Tradicionalmente las mujeres han recibido el tratamiento de “víctimas” pasivas en los desastres, siendo un grupo especial a proteger. Esta concepción de “las mujeres y los niños primero” refuerza el estereotipo de género de la debilidad femenina y la fortaleza masculina sin cuestionar de dónde proviene esta concepción. Si a esto se agrega que el terreno de los desastres ha estado cooptado por áreas altamente masculinizadas como las ingenierías técnicas y militares, tenemos como resultado la invisibilidad de las mujeres en tanto sujetas activas en sus familias y comunidades, con necesidades específicas y portadoras de saberes y habilidades concretas, generalmente asociadas con su papel social de cuidadoras, pero no exclusivamente. Los varones, en muchos casos, han liderado los programas tanto desde el ámbito técnico como en su condición de interlocutores con las administraciones. Sin embargo, diversas experiencias demuestran la necesidad de la incorporación de mujeres en los equipos de trabajo y la promoción de su participación social en las comunidades. Tal es el caso de lo observado, por ejemplo, en Pakistán luego de las inundaciones de 1992, donde algunas mujeres ni siquiera se acercaban a recibir comida durante la emergencia si era proporcionada por manos masculinas (Ahmed 1994). Por el contrario, la experiencia de Ce Mujer después del huracán Georgia en República Dominicana, promovió la creación de nuevos grupos de mujeres organizadas que surgieron durante la respuesta (Meyreles 2000).

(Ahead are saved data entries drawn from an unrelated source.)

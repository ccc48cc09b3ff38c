// SPDX-License-Identifier: GPL-3.0-or-later

/*
 *  fwdump.rs - Record dump demo for fixed-width payment batch files.
 *  Copyright (C) 2026  Forest Crossman <cyrozap@gmail.com>
 *
 *  This program is free software: you can redistribute it and/or modify
 *  it under the terms of the GNU General Public License as published by
 *  the Free Software Foundation, either version 3 of the License, or
 *  (at your option) any later version.
 *
 *  This program is distributed in the hope that it will be useful,
 *  but WITHOUT ANY WARRANTY; without even the implied warranty of
 *  MERCHANTABILITY or FITNESS FOR A PARTICULAR PURPOSE.  See the
 *  GNU General Public License for more details.
 *
 *  You should have received a copy of the GNU General Public License
 *  along with this program.  If not, see <https://www.gnu.org/licenses/>.
 */

use chrono::NaiveDate;
use clap::Parser;
use rust_decimal::Decimal;

use fixedwidth::impl_record;
use fixedwidth::io::RecordReader;
use fixedwidth::record::{CodecOptions, RecordCodec, ShortLinePolicy};
use fixedwidth::spec::{FieldDecl, FieldDefaults, Kind, PadPosition};

/// Batch header: `H`, batch number, creation date.
#[derive(Debug, Default)]
struct BatchHeader {
    tag: String,
    batch: u32,
    created: NaiveDate,
}

impl_record!(BatchHeader {
    defaults: FieldDefaults::new().length(15),
    fields: {
        tag => FieldDecl::new(1).length(1).kind(Kind::String).pad(' ', PadPosition::Right),
        batch => FieldDecl::new(2).length(6).kind(Kind::Integer).pad('0', PadPosition::Left),
        created => FieldDecl::new(8)
            .length(8)
            .kind(Kind::Date)
            .format("%Y%m%d")
            .pad(' ', PadPosition::Right),
    }
});

/// Payment detail: `D`, account, payee, amount.
#[derive(Debug, Default)]
struct Payment {
    tag: String,
    account: u32,
    payee: String,
    amount: Decimal,
}

impl_record!(Payment {
    defaults: FieldDefaults::new().kind(Kind::String).pad(' ', PadPosition::Right),
    fields: {
        tag => FieldDecl::new(1).length(1),
        account => FieldDecl::new(2).length(8).kind(Kind::Integer).pad('0', PadPosition::Left),
        payee => FieldDecl::new(10).length(20),
        amount => FieldDecl::new(30)
            .length(12)
            .kind(Kind::Decimal)
            .format("%.2f")
            .pad(' ', PadPosition::Left),
    }
});

#[derive(Parser, Debug)]
#[command(author, version, about, long_about = None)]
struct Args {
    /// The file to read.
    file: String,

    /// Fail on lines shorter than their record layout.
    #[arg(long)]
    strict: bool,
}

fn main() {
    tracing_subscriber::fmt::init();

    let args = Args::parse();

    let codec = RecordCodec::with_options(CodecOptions {
        short_lines: if args.strict {
            ShortLinePolicy::Strict
        } else {
            ShortLinePolicy::Lenient
        },
    });

    let mut reader = match RecordReader::open(&args.file) {
        Ok(r) => r,
        Err(error) => {
            eprintln!("Error opening file {:?}: {:?}", &args.file, error);
            return;
        }
    };

    while let Some(tag) = reader.record_identifier(1, 1) {
        let result = match tag {
            "H" => {
                let mut header = BatchHeader::default();
                reader
                    .read_record(&codec, &mut header)
                    .map(|_| println!("{:?}", header))
            }
            "D" => {
                let mut payment = Payment::default();
                reader
                    .read_record(&codec, &mut payment)
                    .map(|_| println!("{:?}", payment))
            }
            other => {
                eprintln!(
                    "Skipping record {} with unknown type {:?}",
                    reader.index(),
                    other
                );
                reader.advance()
            }
        };

        if let Err(error) = result {
            eprintln!("Error reading file {:?}: {}", &args.file, error);
            return;
        }
    }

    if codec.short_reads() > 0 {
        eprintln!("{} fields were read from short lines", codec.short_reads());
    }
}
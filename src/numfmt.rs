// SPDX-License-Identifier: GPL-3.0-or-later

/*
 *  src/numfmt.rs - printf-style numeric patterns for decimal fields.
 *  Copyright (C) 2026  Forest Crossman <cyrozap@gmail.com>
 *
 *  This program is free software: you can redistribute it and/or modify
 *  it under the terms of the GNU General Public License as published by
 *  the Free Software Foundation, either version 3 of the License, or
 *  (at your option) any later version.
 *
 *  This program is distributed in the hope that it will be useful,
 *  but WITHOUT ANY WARRANTY; without even the implied warranty of
 *  MERCHANTABILITY or FITNESS FOR A PARTICULAR PURPOSE.  See the
 *  GNU General Public License for more details.
 *
 *  You should have received a copy of the GNU General Public License
 *  along with this program.  If not, see <https://www.gnu.org/licenses/>.
 */

//! Numeric patterns of the form `%[flags][width][.precision]conversion`.
//!
//! Supported flags are `-` (left-justify), `+` (always print a sign), ` `
//! (space in place of a plus sign) and `0` (zero-fill the width). The
//! conversion is `f`/`F` (fixed point, default precision 6) or `d` (rounded
//! to an integer). Literal text may surround the conversion and `%%` stands
//! for a percent sign.

use rust_decimal::{Decimal, RoundingStrategy};

const DEFAULT_PRECISION: u32 = 6;
// rust_decimal cannot represent more fractional digits than this.
const MAX_PRECISION: u32 = 28;

#[derive(Debug, Clone, Copy, PartialEq, Eq)]
enum Sign {
    Negative,
    Plus,
    Space,
}

#[derive(Debug, Clone, PartialEq, Eq)]
pub struct NumberFormat {
    prefix: String,
    suffix: String,
    left_justify: bool,
    zero_fill: bool,
    sign: Sign,
    width: usize,
    precision: u32,
}

impl NumberFormat {
    /// Parses a numeric pattern such as `%.2f` or `%08.3f`.
    pub fn parse(pattern: &str) -> Result<Self, String> {
        let mut prefix = String::new();
        let mut chars = pattern.chars().peekable();

        // Literal text up to the conversion.
        loop {
            match chars.next() {
                Some('%') if chars.peek() == Some(&'%') => {
                    chars.next();
                    prefix.push('%');
                }
                Some('%') => break,
                Some(c) => prefix.push(c),
                None => return Err(format!("pattern {:?} has no conversion", pattern)),
            }
        }

        let mut left_justify = false;
        let mut zero_fill = false;
        let mut sign = Sign::Negative;
        while let Some(&c) = chars.peek() {
            match c {
                '-' => left_justify = true,
                '0' => zero_fill = true,
                '+' => sign = Sign::Plus,
                ' ' if sign != Sign::Plus => sign = Sign::Space,
                ' ' => (),
                _ => break,
            }
            chars.next();
        }

        let mut width = 0usize;
        while let Some(d) = chars.peek().and_then(|c| c.to_digit(10)) {
            width = width
                .checked_mul(10)
                .and_then(|w| w.checked_add(d as usize))
                .ok_or_else(|| format!("width in pattern {:?} is too large", pattern))?;
            chars.next();
        }

        let mut precision = None;
        if chars.peek() == Some(&'.') {
            chars.next();
            let mut p = 0u32;
            while let Some(d) = chars.peek().and_then(|c| c.to_digit(10)) {
                p = p.saturating_mul(10).saturating_add(d);
                chars.next();
            }
            if p > MAX_PRECISION {
                return Err(format!(
                    "precision {} in pattern {:?} exceeds {}",
                    p, pattern, MAX_PRECISION
                ));
            }
            precision = Some(p);
        }

        let precision = match chars.next() {
            Some('f') | Some('F') => precision.unwrap_or(DEFAULT_PRECISION),
            Some('d') if precision.is_none() => 0,
            Some('d') => return Err(format!("pattern {:?} gives %d a precision", pattern)),
            Some(c) => {
                return Err(format!(
                    "unsupported conversion {:?} in pattern {:?}",
                    c, pattern
                ));
            }
            None => return Err(format!("pattern {:?} ends inside a conversion", pattern)),
        };

        let mut suffix = String::new();
        while let Some(c) = chars.next() {
            match c {
                '%' if chars.peek() == Some(&'%') => {
                    chars.next();
                    suffix.push('%');
                }
                '%' => {
                    return Err(format!(
                        "pattern {:?} has more than one conversion",
                        pattern
                    ));
                }
                c => suffix.push(c),
            }
        }

        Ok(Self {
            prefix,
            suffix,
            left_justify,
            zero_fill,
            sign,
            width,
            precision,
        })
    }

    /// Renders a decimal, rounding half away from zero.
    pub fn render(&self, value: Decimal) -> String {
        let mut rounded =
            value.round_dp_with_strategy(self.precision, RoundingStrategy::MidpointAwayFromZero);
        rounded.rescale(self.precision);
        if rounded.is_zero() {
            rounded.set_sign_positive(true);
        }

        let negative = rounded.is_sign_negative();
        let digits = rounded.abs().to_string();
        let sign = match (negative, self.sign) {
            (true, _) => "-",
            (false, Sign::Plus) => "+",
            (false, Sign::Space) => " ",
            (false, Sign::Negative) => "",
        };

        let body_len = sign.len() + digits.len();
        let fill = self.width.saturating_sub(body_len);

        let mut number = String::with_capacity(body_len + fill);
        if self.left_justify {
            number.push_str(sign);
            number.push_str(&digits);
            number.extend(std::iter::repeat_n(' ', fill));
        } else if self.zero_fill {
            number.push_str(sign);
            number.extend(std::iter::repeat_n('0', fill));
            number.push_str(&digits);
        } else {
            number.extend(std::iter::repeat_n(' ', fill));
            number.push_str(sign);
            number.push_str(&digits);
        }

        format!("{}{}{}", self.prefix, number, self.suffix)
    }
}

#[cfg(test)]
mod tests {
    use std::str::FromStr;

    use super::*;

    fn render(pattern: &str, value: &str) -> String {
        NumberFormat::parse(pattern)
            .unwrap()
            .render(Decimal::from_str(value).unwrap())
    }

    #[test]
    fn test_fixed_point() {
        assert_eq!(render("%.2f", "12.345"), "12.35");
        assert_eq!(render("%.2f", "-12.345"), "-12.35");
        assert_eq!(render("%.2f", "7"), "7.00");
        assert_eq!(render("%.0f", "2.5"), "3");
        assert_eq!(render("%f", "1.5"), "1.500000");
    }

    #[test]
    fn test_width_and_flags() {
        assert_eq!(render("%08.2f", "-3.1"), "-0003.10");
        assert_eq!(render("%8.2f", "3.1"), "    3.10");
        assert_eq!(render("%-8.2f|", "3.1"), "3.10    |");
        assert_eq!(render("%+.1f", "3"), "+3.0");
        assert_eq!(render("% .1f", "3"), " 3.0");
        assert_eq!(render("%05d", "41.6"), "00042");
    }

    #[test]
    fn test_negative_zero_is_unsigned() {
        assert_eq!(render("%.2f", "-0.001"), "0.00");
    }

    #[test]
    fn test_literals() {
        assert_eq!(render("$%.2f", "5"), "$5.00");
        assert_eq!(render("%.1f%%", "12.34"), "12.3%");
    }

    #[test]
    fn test_invalid_patterns() {
        assert!(NumberFormat::parse("").is_err());
        assert!(NumberFormat::parse("Ymd").is_err());
        assert!(NumberFormat::parse("%.2").is_err());
        assert!(NumberFormat::parse("%.2s").is_err());
        assert!(NumberFormat::parse("%.2f %d").is_err());
        assert!(NumberFormat::parse("%.2d").is_err());
        assert!(NumberFormat::parse("%.40f").is_err());
    }
}
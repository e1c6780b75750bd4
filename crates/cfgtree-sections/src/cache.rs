//! On-disk cache of section indexes
//!
//! The index of `dir/name.cfg` is stored as JSON in
//! `dir/.cache/name.cfg.cache`. A cache is used only while its modification
//! time is not older than the file's and every imported file's.

use crate::index::SectionIndex;
use crate::scan::file_not_found;
use crate::{Error, Result};
use cfgtree_fs::{NormalizedPath, io};
use serde::{Deserialize, Serialize};

/// Bumped whenever the serialized index layout changes.
pub const CACHE_FORMAT_VERSION: u32 = 1;

#[derive(Debug, Deserialize)]
struct CacheEntry {
    version: u32,
    index: SectionIndex,
}

#[derive(Serialize)]
struct CacheEntryRef<'a> {
    version: u32,
    index: &'a SectionIndex,
}

/// Index of `path`, from its cache when enabled and fresh.
pub fn read_or_load(path: &NormalizedPath, enable_cache: bool) -> Result<SectionIndex> {
    if enable_cache {
        if let Some(index) = load_cached(path) {
            return Ok(index);
        }
    }

    let index = SectionIndex::build(path)?;

    if enable_cache {
        if let Err(e) = store(path, &index) {
            tracing::warn!(path = %path, error = %e, "failed to write cfg cache");
        }
    }
    Ok(index)
}

/// Load the cached index of `path` if it exists and is up to date.
pub fn load_cached(path: &NormalizedPath) -> Option<SectionIndex> {
    let cache_path = path.cache_path()?;
    if !cache_path.is_file() {
        tracing::debug!(path = %cache_path, "no cfg cache");
        return None;
    }

    let cache_mtime = io::modified(&cache_path).ok()?;
    let source_mtime = io::modified(path).ok()?;
    if source_mtime > cache_mtime {
        tracing::debug!(path = %cache_path, "cfg cache older than its source");
        return None;
    }

    let entry: CacheEntry = match io::read_bytes(&cache_path)
        .map_err(|e| e.to_string())
        .and_then(|bytes| serde_json::from_slice(&bytes).map_err(|e| e.to_string()))
    {
        Ok(entry) => entry,
        Err(e) => {
            tracing::warn!(path = %cache_path, error = %e, "failed to load cfg data from cache");
            discard(&cache_path);
            return None;
        }
    };

    if entry.version != CACHE_FORMAT_VERSION || entry.index.path != *path {
        tracing::warn!(path = %cache_path, "discarding cfg cache written for another layout");
        discard(&cache_path);
        return None;
    }

    for import in &entry.index.imports {
        match io::modified(import) {
            Ok(import_mtime) if import_mtime <= cache_mtime => {}
            _ => {
                tracing::debug!(path = %cache_path, import = %import, "cfg cache older than an import");
                return None;
            }
        }
    }

    tracing::info!("Loading cfg data from {cache_path}");
    Some(entry.index)
}

/// Remove an unusable cache file; it is rewritten on the next store.
fn discard(cache_path: &NormalizedPath) {
    if let Err(e) = io::remove_if_exists(cache_path) {
        tracing::warn!(path = %cache_path, error = %e, "failed to remove cfg cache");
    }
}

/// Write the index of `path` to its cache file.
pub fn store(path: &NormalizedPath, index: &SectionIndex) -> Result<()> {
    let cache_path = path.cache_path().ok_or_else(|| file_not_found(path))?;
    let entry = CacheEntryRef {
        version: CACHE_FORMAT_VERSION,
        index,
    };
    let bytes = serde_json::to_vec(&entry).map_err(Error::CacheEncode)?;
    io::write_atomic(&cache_path, &bytes)?;
    tracing::debug!(path = %cache_path, bytes = bytes.len(), "wrote cfg cache");
    Ok(())
}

A partir de la década de 1990, los estudios de género y desastres han tenido un importante desarrollo, superior al que se observa en relación con el examen de otros ejes de desigualdad, como el étnico o el vinculado con la edad o la migración. En particular, se destacan las contribuciones anglosajonas y del sur y sudeste asiático, siendo bastante más escasos los aportes latinoamericanos. Estos estudios nos muestran que las mujeres mueren hasta un 70% más que los hombres como consecuencia del fuerte impacto en un desastre, mientras que su esperanza de vida se reduce en el mediano plazo (Neumayer y Plümper 2007; Oxfam Internacional 2005). Así mismo, son más propensas a padecer hambre en una sequía por asegurar el alimento de las personas que tienen a su cargo (De Sousa 1995). Algunos estudios demuestran, además, que sufren violencia y ataques sexuales en las etapas de recuperación y reconstrucción (Alburo-Cañete 2014; Bradshaw y Fordham 2013; Clemens et al. 1999; Cotarelo 2015) y que, en la mayoría de los casos, la cuantificación económica de las pérdidas no tiene en cuenta las herramientas de trabajo de las mujeres, particularmente de las más pobres, que mediante tareas informarles garantizan su subsistencia y la de su familia antes del desastre (Bradshaw 2004).
Si a esta situación se agrega que en las etapas posteriores al evento aumenta el trabajo no remunerado, doméstico y de cuidados, que dificulta a las mujeres reincorporarse al trabajo productivo (Arenas Ferriz 2001), se concluye que los desastres, la mayoría de las veces, aumentan la brecha de ingresos entre hombres y mujeres y vuelven más pobres a estas últimas. Desde el enfoque de la vulnerabilidad, las mujeres suelen ser más vulnerables, y esto es producto de la construcción social previa que las coloca en condiciones de desigualdad en sociedades patriarcales. Las desigualdades estructurales de género se advierten, por ejemplo, cuando se considera la titularidad en la propiedad de la tierra y el modo en que ésta es una llave para recibir ayudas durante el período de reconstrucción. Todo ello aumenta si se combina con otros factores como la raza, la etnia, la edad o la orientación sexual (Enarson y Meyreles 2004). Así pues, el género, en tanto categoría relacional, permite entender cómo las desigualdades, en sus vertientes socioeconómicas, se entretejen con imaginarios y prácticas culturales contribuyendo al examen de las vulnerabilidades que se producen y reproducen ante los desastres.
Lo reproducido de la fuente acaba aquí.